I’m no super mum and neither do I pretend to be one. It’s hardly a secret that I am next to useless in the kitchen. Fish fingers and pasta is just about the only thing I can manage without burning the food to a cinder.
Last week my husband asked me to watch the beans he was cooking while he went to fetch the girls from school. By the time they got back the whole house was filled with smoke as I’d completely forgotten about the beans. At least, we discovered that the smoke alarm wasn’t working.
Leave me with a pile of school uniforms to iron and I’ll surely burn a hole in them. I’ll never be a domestic goddess for sure though I am pretty good with the vacuum cleaner.

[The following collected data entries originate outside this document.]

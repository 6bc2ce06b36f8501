//! The error returned when a flow document cannot be loaded.

use std::fmt;

use crate::error::Diagnostic;

/// Error type for document loading.
///
/// Wraps one or more diagnostics, at least one of which is an error.
#[derive(Debug)]
pub struct DocumentError {
    diagnostics: Vec<Diagnostic>,
}

impl DocumentError {
    /// Create a new document error from diagnostics.
    pub fn new(diagnostics: Vec<Diagnostic>) -> Self {
        Self { diagnostics }
    }

    /// Get all diagnostics in this error.
    pub fn diagnostics(&self) -> &[Diagnostic] {
        &self.diagnostics
    }
}

impl fmt::Display for DocumentError {
    fn fmt(&self, f: &mut fmt::Formatter<'_>) -> fmt::Result {
        if let Some(first) = self.diagnostics.first() {
            write!(f, "{}", first)?;
            if self.diagnostics.len() > 1 {
                write!(f, " (+{} more)", self.diagnostics.len() - 1)?;
            }
        }
        Ok(())
    }
}

impl std::error::Error for DocumentError {}

impl From<Diagnostic> for DocumentError {
    fn from(diagnostic: Diagnostic) -> Self {
        Self {
            diagnostics: vec![diagnostic],
        }
    }
}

If you ask my daughters what their parents’ greatest skills are, they answer:
“Daddy is a great chef and Mummy is really good at sleeping.”

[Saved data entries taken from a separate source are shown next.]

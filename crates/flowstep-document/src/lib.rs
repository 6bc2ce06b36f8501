//! # Flowstep Document
//!
//! Loader for flow tree documents: the JSON form of the typed tree an
//! integration-flow editor's markup parser produces. Loading turns the
//! document into a [`flowstep_core::artifact::Artifact`] ready for step-over
//! resolution.
//!
//! ## Usage
//!
//! ```
//! # use flowstep_document::{parse, error::DocumentError};
//!
//! fn main() -> Result<(), DocumentError> {
//!     let source = r#"{
//!         "kind": "sequence",
//!         "name": "main",
//!         "range": {"container": {
//!             "startTag": {"start": {"line": 1, "column": 0}, "end": {"line": 1, "column": 24}},
//!             "endTag": {"start": {"line": 3, "column": 0}, "end": {"line": 3, "column": 11}}
//!         }},
//!         "mediators": [
//!             {"tag": "log", "range": {"selfClosed": {
//!                 "start": {"line": 2, "column": 4}, "end": {"line": 2, "column": 10}
//!             }}}
//!         ]
//!     }"#;
//!
//!     let loaded = parse(source)?;
//!     assert_eq!(loaded.artifact().name(), "main");
//!     Ok(())
//! }
//! ```

pub mod error;

mod elaborate;
mod raw;
mod span;
mod validate;

pub use span::Span;

use log::{debug, info, trace};

use flowstep_core::artifact::Artifact;

use elaborate::Builder;
use error::{Diagnostic, DiagnosticCollector, DocumentError};

/// A successfully loaded document and the warnings found while loading it.
#[derive(Debug)]
pub struct Loaded {
    artifact: Artifact,
    warnings: Vec<Diagnostic>,
}

impl Loaded {
    pub fn artifact(&self) -> &Artifact {
        &self.artifact
    }

    pub fn warnings(&self) -> &[Diagnostic] {
        &self.warnings
    }

    /// Split into the artifact and the warnings.
    pub fn into_parts(self) -> (Artifact, Vec<Diagnostic>) {
        (self.artifact, self.warnings)
    }
}

/// Load a flow document.
///
/// 1. **Read** - Deserialize the JSON into raw records
/// 2. **Elaborate** - Resolve mediator tags into typed mediator kinds
/// 3. **Validate** - Check source ranges
///
/// # Errors
///
/// Returns a [`DocumentError`] with every error diagnostic (and any warnings
/// found along the way) if the document is malformed or has unusable ranges.
pub fn parse(source: &str) -> Result<Loaded, DocumentError> {
    info!(len = source.len(); "Loading flow document");

    let raw = raw::read_document(source)?;

    let mut collector = DiagnosticCollector::new();
    let artifact = Builder::new(&mut collector).build(raw);
    debug!(kind = artifact.kind_name(), name = artifact.name(); "Document elaborated");

    validate::validate_artifact(&artifact, &mut collector);
    let warnings = collector.finish()?;

    debug!(warnings = warnings.len(); "Document loaded");
    trace!(artifact:?; "Loaded artifact");

    Ok(Loaded { artifact, warnings })
}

In fairness, I do have other skills, but it’s true I love to sleep. Besides, when you’re middle-aged like I am, it’s no longer cool to say, “look at me, I only slept four hours last night.”

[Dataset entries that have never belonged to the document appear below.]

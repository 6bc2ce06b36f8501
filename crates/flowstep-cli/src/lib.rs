//! CLI logic for the Flowstep step-over tool.
//!
//! Loads a flow document, resolves the step-over targets of one breakpoint
//! and renders them for printing.

pub mod error_adapter;

mod args;
mod config;

pub use args::{Args, OutputFormat};

use std::fs;

use log::info;

use flowstep::{
    FlowstepError, StepOverEngine, breakpoint::Breakpoint, request::StepOverResponse,
};

/// Run the Flowstep CLI application
///
/// Processes the input file through the loader and resolver and returns the
/// resolved breakpoints rendered in the requested [`OutputFormat`].
///
/// # Errors
///
/// Returns `FlowstepError` for:
/// - File I/O errors
/// - Configuration loading errors
/// - Document errors
pub fn run(args: &Args) -> Result<String, FlowstepError> {
    info!(
        input_path = args.input,
        line = args.line,
        column = args.column;
        "Resolving step over"
    );

    let app_config = config::load_config(args.config.as_ref())?;

    let source = fs::read_to_string(&args.input)?;

    let engine = StepOverEngine::new(app_config);
    let artifact = engine.load(&source)?;
    let breakpoints = engine.step_over(&artifact, Breakpoint::new(args.line, args.column));

    info!(count = breakpoints.len(); "Step over resolved");

    render(breakpoints, args.format)
}

fn render(breakpoints: Vec<Breakpoint>, format: OutputFormat) -> Result<String, FlowstepError> {
    match format {
        OutputFormat::Text => Ok(breakpoints
            .iter()
            .map(|breakpoint| format!("{breakpoint}\n"))
            .collect()),
        OutputFormat::Json => {
            let response = StepOverResponse::new(breakpoints);
            Ok(serde_json::to_string_pretty(&response)? + "\n")
        }
    }
}

#[cfg(test)]
mod tests {
    use super::*;

    #[test]
    fn test_render_text() {
        let rendered = render(
            vec![Breakpoint::new(11, 12), Breakpoint::new(5, 12)],
            OutputFormat::Text,
        )
        .expect("renders");

        assert_eq!(rendered, "11:12\n5:12\n");
    }

    #[test]
    fn test_render_empty_text() {
        assert_eq!(render(Vec::new(), OutputFormat::Text).expect("renders"), "");
    }

    #[test]
    fn test_render_json() {
        let rendered = render(vec![Breakpoint::new(14, 4)], OutputFormat::Json).expect("renders");
        let value: serde_json::Value = serde_json::from_str(&rendered).expect("valid JSON");

        assert_eq!(
            value,
            serde_json::json!({"breakpoints": [{"line": 14, "column": 4}]})
        );
    }
}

It’s been years since I could manage on less than six hours of sleep without sacrificing my sanity; now I need at least seven hours of shut-eye, or I’ll become intolerably grumpy, if not outright aggressive. Just ask my husband.
Francesca Martinez, one of my comedic heroines, also likes to sleep a lot. She even goes as far as to suggest that if people got more sleep, there would be less trouble in the world.
Margaret Thatcher reportedly slept for only four hours a night when in office. Says Martinez, “maybe that was why her politics were so inhumane – she was just cranky all the time. Perhaps right-wingers would be more empathetic if they spent more of their lives asleep.”
Never mind the burnt dinner then; I sleep in the service of world peace.